Started investigating what it could be and I still am not able to get it running.
I believe the problem to be electrical but tracing electrical issues is not my strong point.
I have verified that I am getting spark from the HT wire going into the Distributor, but dont get any spark coming out of plug wires.
I have a Pertronix 1662LS that I bench tested per a test method I found on the interwebs and it checks out OK.
So I am getting power into the distributor but not out it seems.
Is there some other test I can perform to diagnose this issue?
Thanks in advance for any suggestions.
-AL
 
How old are the cap and rotor?
 
Thanks for the reply guys
The cap and rotor are new as I replaced them thinking that they may be the problem even though they showed no obvious damage or excessive wear.
The fusible link is a few years old but looks fine.
Again I am getting power into the distributor but not out. At least that is my interpretation of my issue.
 
Check your engine to chassis ground. Try using a jumper cable connected to negative battery terminal on one end, the other to a good unpainted part of the engine. If latter works, it’s likely a ground issue.
 
Since you have a CONVERSION rather than a dedicated electronic ignition distributor, I would slap the points back in, regardless of whether the Pertronix checks out.
 
I have several new ground cables installed, but your suggestion is a good one and I will do it to verify ground path. Thank you.

65swb45 I can absolutely replace the Pertronix with points as I have a new set available, but if the Pertronix appears to be viable from the test, how would the points be a better option?​

 
And as a side note I do have a dedicated electronic distributor from CityRacer, but I have installed it before and never been able to make it work. Maybe I need to send it somewhere to have it tested.
 
Well I tried grounding with the jumper cables and no change. I also put in points and no change. I think I am going to try a jumper from the ignition switch to coil negative if I can figure that out.
 
My system does not have a ballast resistor anymore.
Yes I am incorrect about a jumper to coil negative thanks for that. Right now my coil negative has the yellow wire from the Sniper unit and the wire to the pertronix unit.
I understand the jumper from the battery to coil positive in order to test the coil, and will do that again today. In fact im going to re-check everything systematically today. I do have an in-line spark tester and will be using it. I have been reading many threads about similar issues and have gathered a bunch of things to check.
I have in the back of my mind that the wire from the ignition switch to the coil is the culprit, but if I am getting spark from the HT wire out of the coil doesn't that mean that that wire is functioning as required?
 
if I am getting spark from the HT wire out of the coil doesn't that mean that that wire is functioning as required?
I would say yes and I think I'd use the spark tester next.
If you're getting spark, next I'd check that your dizzy clamp is tight and it didn't spin out of time on it's own.
 
I have no doubt that right now the timing is off some because I had the distributor out and it has been reinstalled.
I am also going to check the ground at the distributor. Its acting like it has no ground I think.
 
I'll have to report in tomorrow. Being the idiot that I am I left the ignition on yesterday and the battery is dead. Charging it up now. Geez!
 
I left the ignition on yesterday and the battery is dead.

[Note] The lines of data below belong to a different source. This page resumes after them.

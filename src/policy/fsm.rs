//! Static finite-state-machine metadata for behavior policy models.
//!
//! Each model exposes the transitions the gateway accepts. A `TRANSITION`
//! node is only valid if its `(event, from, to)` triple appears here.

use serde::{Deserialize, Serialize};

use events::*;

#[derive(Debug, Clone, Copy, PartialEq, Eq, Hash, Serialize, Deserialize)]
pub enum BehaviorPolicyType {
    #[serde(rename = "Mqtt.events")]
    MqttEvent,
    #[serde(rename = "Publish.duplicate")]
    PublishDuplicate,
    #[serde(rename = "Publish.quota")]
    PublishQuota,
}

impl BehaviorPolicyType {
    pub fn as_str(&self) -> &'static str {
        match self {
            BehaviorPolicyType::MqttEvent => "Mqtt.events",
            BehaviorPolicyType::PublishDuplicate => "Publish.duplicate",
            BehaviorPolicyType::PublishQuota => "Publish.quota",
        }
    }
}

impl std::fmt::Display for BehaviorPolicyType {
    fn fmt(&self, f: &mut std::fmt::Formatter<'_>) -> std::fmt::Result {
        f.write_str(self.as_str())
    }
}

pub mod events {
    pub const ON_INBOUND_CONNECT: &str = "Mqtt.OnInboundConnect";
    pub const ON_INBOUND_PUBLISH: &str = "Mqtt.OnInboundPublish";
    pub const ON_INBOUND_SUBSCRIBE: &str = "Mqtt.OnInboundSubscribe";
    pub const ON_INBOUND_DISCONNECT: &str = "Mqtt.OnInboundDisconnect";
    pub const ON_DISCONNECT: &str = "Connection.OnDisconnect";
    pub const ON_ANY: &str = "Event.OnAny";
}

#[derive(Debug, Clone, Copy, PartialEq, Eq, Serialize)]
pub enum StateKind {
    Initial,
    Intermediate,
    Success,
    Failed,
}

#[derive(Debug, Clone, Copy, PartialEq, Eq, Serialize)]
pub struct FsmState {
    pub name: &'static str,
    pub kind: StateKind,
}

#[derive(Debug, Clone, Copy, PartialEq, Eq, Serialize)]
#[serde(rename_all = "camelCase")]
pub struct FsmTransition {
    pub event: &'static str,
    pub from_state: &'static str,
    pub to_state: &'static str,
}

#[derive(Debug, Serialize)]
pub struct FiniteStateMachine {
    pub model: BehaviorPolicyType,
    pub states: &'static [FsmState],
    pub transitions: &'static [FsmTransition],
}

impl FiniteStateMachine {
    pub fn find(&self, event: &str, from: &str, to: &str) -> Option<&'static FsmTransition> {
        self.transitions
            .iter()
            .find(|t| t.event == event && t.from_state == from && t.to_state == to)
    }

    pub fn has_event(&self, event: &str) -> bool {
        self.transitions.iter().any(|t| t.event == event)
    }
}

const fn state(name: &'static str, kind: StateKind) -> FsmState {
    FsmState { name, kind }
}

const fn transition(
    event: &'static str,
    from_state: &'static str,
    to_state: &'static str,
) -> FsmTransition {
    FsmTransition {
        event,
        from_state,
        to_state,
    }
}

static MQTT_EVENT: FiniteStateMachine = FiniteStateMachine {
    model: BehaviorPolicyType::MqttEvent,
    states: &[
        state("Initial", StateKind::Initial),
        state("Connected", StateKind::Intermediate),
        state("Disconnected", StateKind::Success),
    ],
    transitions: &[
        transition(ON_INBOUND_CONNECT, "Initial", "Connected"),
        transition(ON_INBOUND_PUBLISH, "Connected", "Connected"),
        transition(ON_INBOUND_SUBSCRIBE, "Connected", "Connected"),
        transition(ON_INBOUND_DISCONNECT, "Connected", "Disconnected"),
        transition(ON_DISCONNECT, "Connected", "Disconnected"),
        transition(ON_ANY, "Any.*", "Any.*"),
    ],
};

static PUBLISH_DUPLICATE: FiniteStateMachine = FiniteStateMachine {
    model: BehaviorPolicyType::PublishDuplicate,
    states: &[
        state("Initial", StateKind::Initial),
        state("Connected", StateKind::Intermediate),
        state("NotDuplicated", StateKind::Intermediate),
        state("Duplicated", StateKind::Intermediate),
        state("Violated", StateKind::Failed),
        state("Disconnected", StateKind::Success),
    ],
    transitions: &[
        transition(ON_INBOUND_CONNECT, "Initial", "Connected"),
        transition(ON_INBOUND_PUBLISH, "Connected", "NotDuplicated"),
        transition(ON_INBOUND_PUBLISH, "NotDuplicated", "NotDuplicated"),
        transition(ON_INBOUND_PUBLISH, "NotDuplicated", "Duplicated"),
        transition(ON_INBOUND_PUBLISH, "Duplicated", "NotDuplicated"),
        transition(ON_INBOUND_PUBLISH, "Duplicated", "Duplicated"),
        transition(ON_INBOUND_DISCONNECT, "Connected", "Disconnected"),
        transition(ON_INBOUND_DISCONNECT, "NotDuplicated", "Disconnected"),
        transition(ON_INBOUND_DISCONNECT, "Duplicated", "Disconnected"),
        transition(ON_DISCONNECT, "Connected", "Violated"),
        transition(ON_DISCONNECT, "NotDuplicated", "Violated"),
        transition(ON_DISCONNECT, "Duplicated", "Violated"),
        transition(ON_ANY, "Any.*", "Any.*"),
    ],
};

static PUBLISH_QUOTA: FiniteStateMachine = FiniteStateMachine {
    model: BehaviorPolicyType::PublishQuota,
    states: &[
        state("Initial", StateKind::Initial),
        state("Connected", StateKind::Intermediate),
        state("Publishing", StateKind::Intermediate),
        state("Violated", StateKind::Failed),
        state("Disconnected", StateKind::Success),
    ],
    transitions: &[
        transition(ON_INBOUND_CONNECT, "Initial", "Connected"),
        transition(ON_INBOUND_PUBLISH, "Connected", "Publishing"),
        transition(ON_INBOUND_PUBLISH, "Publishing", "Publishing"),
        transition(ON_INBOUND_PUBLISH, "Publishing", "Violated"),
        transition(ON_INBOUND_DISCONNECT, "Connected", "Disconnected"),
        transition(ON_INBOUND_DISCONNECT, "Publishing", "Disconnected"),
        transition(ON_DISCONNECT, "Connected", "Violated"),
        transition(ON_DISCONNECT, "Publishing", "Violated"),
        transition(ON_ANY, "Any.*", "Any.*"),
    ],
};

/// Transition table for `model`.
pub fn state_machine(model: BehaviorPolicyType) -> &'static FiniteStateMachine {
    match model {
        BehaviorPolicyType::MqttEvent => &MQTT_EVENT,
        BehaviorPolicyType::PublishDuplicate => &PUBLISH_DUPLICATE,
        BehaviorPolicyType::PublishQuota => &PUBLISH_QUOTA,
    }
}

#[cfg(test)]
mod tests {
    use super::*;

    #[test]
    fn every_model_starts_from_initial() {
        for model in [
            BehaviorPolicyType::MqttEvent,
            BehaviorPolicyType::PublishDuplicate,
            BehaviorPolicyType::PublishQuota,
        ] {
            let fsm = state_machine(model);
            assert_eq!(fsm.model, model);
            assert!(
                fsm.find(ON_INBOUND_CONNECT, "Initial", "Connected").is_some(),
                "{} has no connect transition",
                model
            );
        }
    }

    #[test]
    fn transitions_only_reference_declared_states() {
        for fsm in [&MQTT_EVENT, &PUBLISH_DUPLICATE, &PUBLISH_QUOTA] {
            for t in fsm.transitions.iter().filter(|t| t.event != ON_ANY) {
                for name in [t.from_state, t.to_state] {
                    assert!(
                        fsm.states.iter().any(|s| s.name == name),
                        "{}: unknown state {}",
                        fsm.model,
                        name
                    );
                }
            }
        }
    }

    #[test]
    fn duplicate_model_rejects_quota_states() {
        let fsm = state_machine(BehaviorPolicyType::PublishDuplicate);
        assert!(fsm.find(ON_INBOUND_PUBLISH, "Connected", "Publishing").is_none());
        assert!(fsm.has_event(ON_DISCONNECT));
    }
}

Leaving the ignition on long term can be a bad thing for the black Ignitor 1. Depending on where the rotor in the dizzy ends up when the engine is stopped, the Ignitor 1 can be damaged with the ignition left on long term. I did what you did more than once with the Ignitor 1 but I guess I got lucky with the rotor position and it never failed on me. I hope you are also lucky.
 
I had the same issue about 6mos ago. Ended up being the Pertronix ignitor. Testing passed the first time and failed the second. Hope you sort it out.
 
I had the same issue about 6mos ago. Ended up being the Pertronix ignitor. Testing passed the first time and failed the second. Hope you sort it out.
Ignitor l or Ignitor ll ? Black or Red ?
 
Mine is the Ignitor 2 1662LS. I think it a goner. Sticker on the backside is melted. Now I am burning the Engine fuse and the Sniper is inop.